Shirarose Wilensky - Editor
The Bridge Prize is excited to announced that Shirarose Wilensky, an editor with the House of Anansi Press, will work with the winning author to complete a final edit of the winning short story.
Shirarose Wilensky works for House of Anansi Press from her home in Port Moody, BC. She attended Simon Fraser University’s Master of Publishing Program and has worked for Arsenal Pulp Press, Greystone Books, Douglas & McIntyre, and Harbour Publishing. In 2021, she won the Tom Fairley Award for editing Butter Honey Pig Bread by Francesca Ekwuyasi.

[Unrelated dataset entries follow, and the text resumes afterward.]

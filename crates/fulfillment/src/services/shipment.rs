//! Shipment carrier client and in-memory stub.

use std::sync::{Arc, RwLock};

use async_trait::async_trait;
use domain::{ShippingAddresses, ShippingStatus};
use serde::{Deserialize, Serialize};

use crate::services::AdapterError;

/// A carrier reservation: an opaque id plus the reserved slot time in unix
/// seconds.
#[derive(Debug, Clone, PartialEq, Eq, Deserialize)]
pub struct Reservation {
    pub reserve_id: String,
    pub reserve_time: i64,
}

/// Client for the shipment carrier.
#[async_trait]
pub trait ShipmentClient: Send + Sync {
    /// Reserves a shipment slot between the two addresses.
    async fn create_reservation(
        &self,
        addresses: &ShippingAddresses,
    ) -> Result<Reservation, AdapterError>;

    /// Requests pickup for a reservation and returns the raw label image.
    async fn request_handoff(&self, reserve_id: &str) -> Result<Vec<u8>, AdapterError>;

    /// Asks the carrier where a reservation currently stands.
    async fn query_status(&self, reserve_id: &str) -> Result<ShippingStatus, AdapterError>;
}

#[derive(Serialize)]
struct ReserveIdReq<'a> {
    reserve_id: &'a str,
}

#[derive(Deserialize)]
struct ShipmentStatusRes {
    status: ShippingStatus,
}

/// HTTP client for the shipment service.
///
/// All three endpoints require the fixed bearer credential. The timeout is
/// whatever the shared [`reqwest::Client`] was built with.
#[derive(Clone)]
pub struct HttpShipmentClient {
    client: reqwest::Client,
    base_url: String,
    api_key: String,
}

impl HttpShipmentClient {
    /// Creates a client against the given service base URL.
    pub fn new(client: reqwest::Client, base_url: impl Into<String>, api_key: impl Into<String>) -> Self {
        Self {
            client,
            base_url: base_url.into(),
            api_key: api_key.into(),
        }
    }

    async fn post(
        &self,
        path: &str,
        body: &impl Serialize,
    ) -> Result<reqwest::Response, AdapterError> {
        let response = self
            .client
            .post(format!("{}{}", self.base_url, path))
            .bearer_auth(&self.api_key)
            .json(body)
            .send()
            .await
            .map_err(|e| AdapterError::transport("shipment", e))?;

        if !response.status().is_success() {
            return Err(AdapterError::Status {
                service: "shipment",
                status: response.status().as_u16(),
            });
        }
        Ok(response)
    }
}

#[async_trait]
impl ShipmentClient for HttpShipmentClient {
    async fn create_reservation(
        &self,
        addresses: &ShippingAddresses,
    ) -> Result<Reservation, AdapterError> {
        self.post("/create", addresses)
            .await?
            .json()
            .await
            .map_err(|e| AdapterError::malformed("shipment", e))
    }

    async fn request_handoff(&self, reserve_id: &str) -> Result<Vec<u8>, AdapterError> {
        let response = self.post("/request", &ReserveIdReq { reserve_id }).await?;
        let bytes = response
            .bytes()
            .await
            .map_err(|e| AdapterError::transport("shipment", e))?;
        Ok(bytes.to_vec())
    }

    async fn query_status(&self, reserve_id: &str) -> Result<ShippingStatus, AdapterError> {
        let body: ShipmentStatusRes = self
            .post("/status", &ReserveIdReq { reserve_id })
            .await?
            .json()
            .await
            .map_err(|e| AdapterError::malformed("shipment", e))?;
        Ok(body.status)
    }
}

#[derive(Debug)]
struct StubShipmentState {
    next_reserve: u32,
    carrier_status: ShippingStatus,
    label: Vec<u8>,
    fail_on_create: bool,
    fail_on_request: bool,
    fail_on_status: bool,
    create_calls: u32,
    request_calls: u32,
    status_calls: u32,
}

impl Default for StubShipmentState {
    fn default() -> Self {
        Self {
            next_reserve: 0,
            carrier_status: ShippingStatus::Initial,
            label: b"\x89PNG stub label".to_vec(),
            fail_on_create: false,
            fail_on_request: false,
            fail_on_status: false,
            create_calls: 0,
            request_calls: 0,
            status_calls: 0,
        }
    }
}

/// In-memory carrier for testing.
///
/// Hands out sequential reservation ids and reports whatever carrier status
/// the test last configured.
#[derive(Debug, Clone, Default)]
pub struct StubShipmentClient {
    state: Arc<RwLock<StubShipmentState>>,
}

impl StubShipmentClient {
    /// Creates a stub carrier that accepts everything.
    pub fn new() -> Self {
        Self::default()
    }

    /// Configures the status reported to subsequent query calls.
    pub fn set_carrier_status(&self, status: ShippingStatus) {
        self.state.write().unwrap().carrier_status = status;
    }

    /// Configures the label bytes returned by pickup requests.
    pub fn set_label(&self, label: Vec<u8>) {
        self.state.write().unwrap().label = label;
    }

    /// Makes subsequent create calls fail at the transport level.
    pub fn set_fail_on_create(&self, fail: bool) {
        self.state.write().unwrap().fail_on_create = fail;
    }

    /// Makes subsequent pickup requests fail at the transport level.
    pub fn set_fail_on_request(&self, fail: bool) {
        self.state.write().unwrap().fail_on_request = fail;
    }

    /// Makes subsequent status queries fail at the transport level.
    pub fn set_fail_on_status(&self, fail: bool) {
        self.state.write().unwrap().fail_on_status = fail;
    }

    /// Number of reservations created.
    pub fn create_count(&self) -> u32 {
        self.state.read().unwrap().create_calls
    }

    /// Number of pickup requests observed.
    pub fn request_count(&self) -> u32 {
        self.state.read().unwrap().request_calls
    }

    /// Number of status queries observed.
    pub fn status_count(&self) -> u32 {
        self.state.read().unwrap().status_calls
    }
}

#[async_trait]
impl ShipmentClient for StubShipmentClient {
    async fn create_reservation(
        &self,
        _addresses: &ShippingAddresses,
    ) -> Result<Reservation, AdapterError> {
        let mut state = self.state.write().unwrap();
        if state.fail_on_create {
            return Err(AdapterError::Transport {
                service: "shipment",
                reason: "connection refused".to_string(),
            });
        }
        state.create_calls += 1;
        state.next_reserve += 1;
        Ok(Reservation {
            reserve_id: format!("RSV-{:04}", state.next_reserve),
            reserve_time: 1_700_000_000 + i64::from(state.next_reserve),
        })
    }

    async fn request_handoff(&self, _reserve_id: &str) -> Result<Vec<u8>, AdapterError> {
        let mut state = self.state.write().unwrap();
        if state.fail_on_request {
            return Err(AdapterError::Transport {
                service: "shipment",
                reason: "connection refused".to_string(),
            });
        }
        state.request_calls += 1;
        Ok(state.label.clone())
    }

    async fn query_status(&self, _reserve_id: &str) -> Result<ShippingStatus, AdapterError> {
        let mut state = self.state.write().unwrap();
        if state.fail_on_status {
            return Err(AdapterError::Transport {
                service: "shipment",
                reason: "connection refused".to_string(),
            });
        }
        state.status_calls += 1;
        Ok(state.carrier_status)
    }
}
//! Bounded item price.

use serde::{Deserialize, Serialize};

use crate::error::DomainError;

/// Lowest price an item may be listed at.
pub const ITEM_MIN_PRICE: i64 = 100;

/// Highest price an item may be listed at.
pub const ITEM_MAX_PRICE: i64 = 1_000_000;

/// An item price in marketplace currency units.
///
/// Construction enforces the configured bounds, so a `Price` held anywhere
/// in the system is known to be valid. Raw integers appear only at the SQL
/// and JSON boundaries.
#[derive(Debug, Clone, Copy, PartialEq, Eq, PartialOrd, Ord, Hash, Serialize, Deserialize)]
#[serde(try_from = "i64", into = "i64")]
pub struct Price(i64);

impl Price {
    /// Creates a price, rejecting values outside the configured bounds.
    pub fn new(value: i64) -> Result<Self, DomainError> {
        if !(ITEM_MIN_PRICE..=ITEM_MAX_PRICE).contains(&value) {
            return Err(DomainError::price_out_of_range());
        }
        Ok(Self(value))
    }

    /// Returns the raw amount.
    pub fn get(&self) -> i64 {
        self.0
    }
}

impl std::fmt::Display for Price {
    fn fmt(&self, f: &mut std::fmt::Formatter<'_>) -> std::fmt::Result {
        write!(f, "{}", self.0)
    }
}

impl TryFrom<i64> for Price {
    type Error = DomainError;

    fn try_from(value: i64) -> Result<Self, Self::Error> {
        Price::new(value)
    }
}

impl From<Price> for i64 {
    fn from(price: Price) -> Self {
        price.0
    }
}

#[cfg(test)]
mod tests {
    use super::*;

    #[test]
    fn accepts_prices_within_bounds() {
        assert_eq!(Price::new(ITEM_MIN_PRICE).unwrap().get(), ITEM_MIN_PRICE);
        assert_eq!(Price::new(500).unwrap().get(), 500);
        assert_eq!(Price::new(ITEM_MAX_PRICE).unwrap().get(), ITEM_MAX_PRICE);
    }

    #[test]
    fn rejects_prices_outside_bounds() {
        assert!(Price::new(ITEM_MIN_PRICE - 1).is_err());
        assert!(Price::new(0).is_err());
        assert!(Price::new(-500).is_err());
        assert!(Price::new(ITEM_MAX_PRICE + 1).is_err());
    }

    #[test]
    fn serialization_roundtrip() {
        let price = Price::new(1250).unwrap();
        let json = serde_json::to_string(&price).unwrap();
        assert_eq!(json, "1250");
        let back: Price = serde_json::from_str(&json).unwrap();
        assert_eq!(back, price);
    }

    #[test]
    fn deserialization_enforces_bounds() {
        assert!(serde_json::from_str::<Price>("5").is_err());
    }
}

Other bestselling and acclaimed books she’s edited include A Dream of a Woman by Casey Plett, Rebent Sinner by Ivan Coyote, Shut Up You’re Pretty by Téa Mutonji, and The Woo-Woo by Lindsay Wong. She acquires and edits literary fiction and narrative non-fiction, with a special interest in BIPOC, LGBTQ2S+, and debut writers.
The winner in the 2024 competition will have editing help available from editor Shirarose Wilensky to polish the story.